*TASK STATEMENT:*
Find every line containing the word "args" in the records below; report only how many there are.

*EXTRACTED MATERIAL:*
►

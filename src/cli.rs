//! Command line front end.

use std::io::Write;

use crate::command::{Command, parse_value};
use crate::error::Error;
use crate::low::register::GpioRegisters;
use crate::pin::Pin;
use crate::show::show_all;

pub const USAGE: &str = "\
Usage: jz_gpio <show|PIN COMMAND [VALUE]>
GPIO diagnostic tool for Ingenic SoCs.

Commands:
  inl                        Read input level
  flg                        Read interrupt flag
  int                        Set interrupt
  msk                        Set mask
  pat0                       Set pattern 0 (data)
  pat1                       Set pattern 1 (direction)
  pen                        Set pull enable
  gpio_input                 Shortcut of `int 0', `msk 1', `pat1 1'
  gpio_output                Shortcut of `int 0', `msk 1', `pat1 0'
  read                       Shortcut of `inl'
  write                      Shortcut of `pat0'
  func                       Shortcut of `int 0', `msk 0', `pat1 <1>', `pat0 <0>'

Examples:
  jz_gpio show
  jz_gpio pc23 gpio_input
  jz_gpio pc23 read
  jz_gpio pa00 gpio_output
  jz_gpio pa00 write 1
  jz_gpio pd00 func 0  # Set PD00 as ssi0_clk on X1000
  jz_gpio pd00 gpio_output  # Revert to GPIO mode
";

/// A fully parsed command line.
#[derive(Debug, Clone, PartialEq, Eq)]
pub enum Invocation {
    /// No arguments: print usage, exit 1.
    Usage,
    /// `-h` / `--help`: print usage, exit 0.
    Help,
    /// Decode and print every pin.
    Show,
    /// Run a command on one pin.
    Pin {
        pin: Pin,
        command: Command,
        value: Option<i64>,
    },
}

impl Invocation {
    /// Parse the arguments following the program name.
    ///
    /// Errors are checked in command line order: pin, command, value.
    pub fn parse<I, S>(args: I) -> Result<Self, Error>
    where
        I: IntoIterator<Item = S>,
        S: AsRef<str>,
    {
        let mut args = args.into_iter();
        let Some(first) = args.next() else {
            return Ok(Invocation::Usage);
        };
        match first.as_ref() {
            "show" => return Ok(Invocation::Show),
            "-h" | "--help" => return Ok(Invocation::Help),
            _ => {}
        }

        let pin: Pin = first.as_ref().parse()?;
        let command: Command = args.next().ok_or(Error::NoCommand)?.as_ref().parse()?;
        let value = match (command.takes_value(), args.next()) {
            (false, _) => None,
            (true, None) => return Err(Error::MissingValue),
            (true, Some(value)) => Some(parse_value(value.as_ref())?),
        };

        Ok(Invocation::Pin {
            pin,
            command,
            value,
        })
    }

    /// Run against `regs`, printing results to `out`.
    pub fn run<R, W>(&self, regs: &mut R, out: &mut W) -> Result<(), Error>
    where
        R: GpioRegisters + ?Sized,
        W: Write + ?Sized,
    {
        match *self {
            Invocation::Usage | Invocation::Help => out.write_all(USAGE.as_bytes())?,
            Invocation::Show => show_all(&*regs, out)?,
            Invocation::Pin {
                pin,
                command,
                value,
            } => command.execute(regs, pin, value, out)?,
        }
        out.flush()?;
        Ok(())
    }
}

◄

*RESULT OF THE EXERCISE:*
5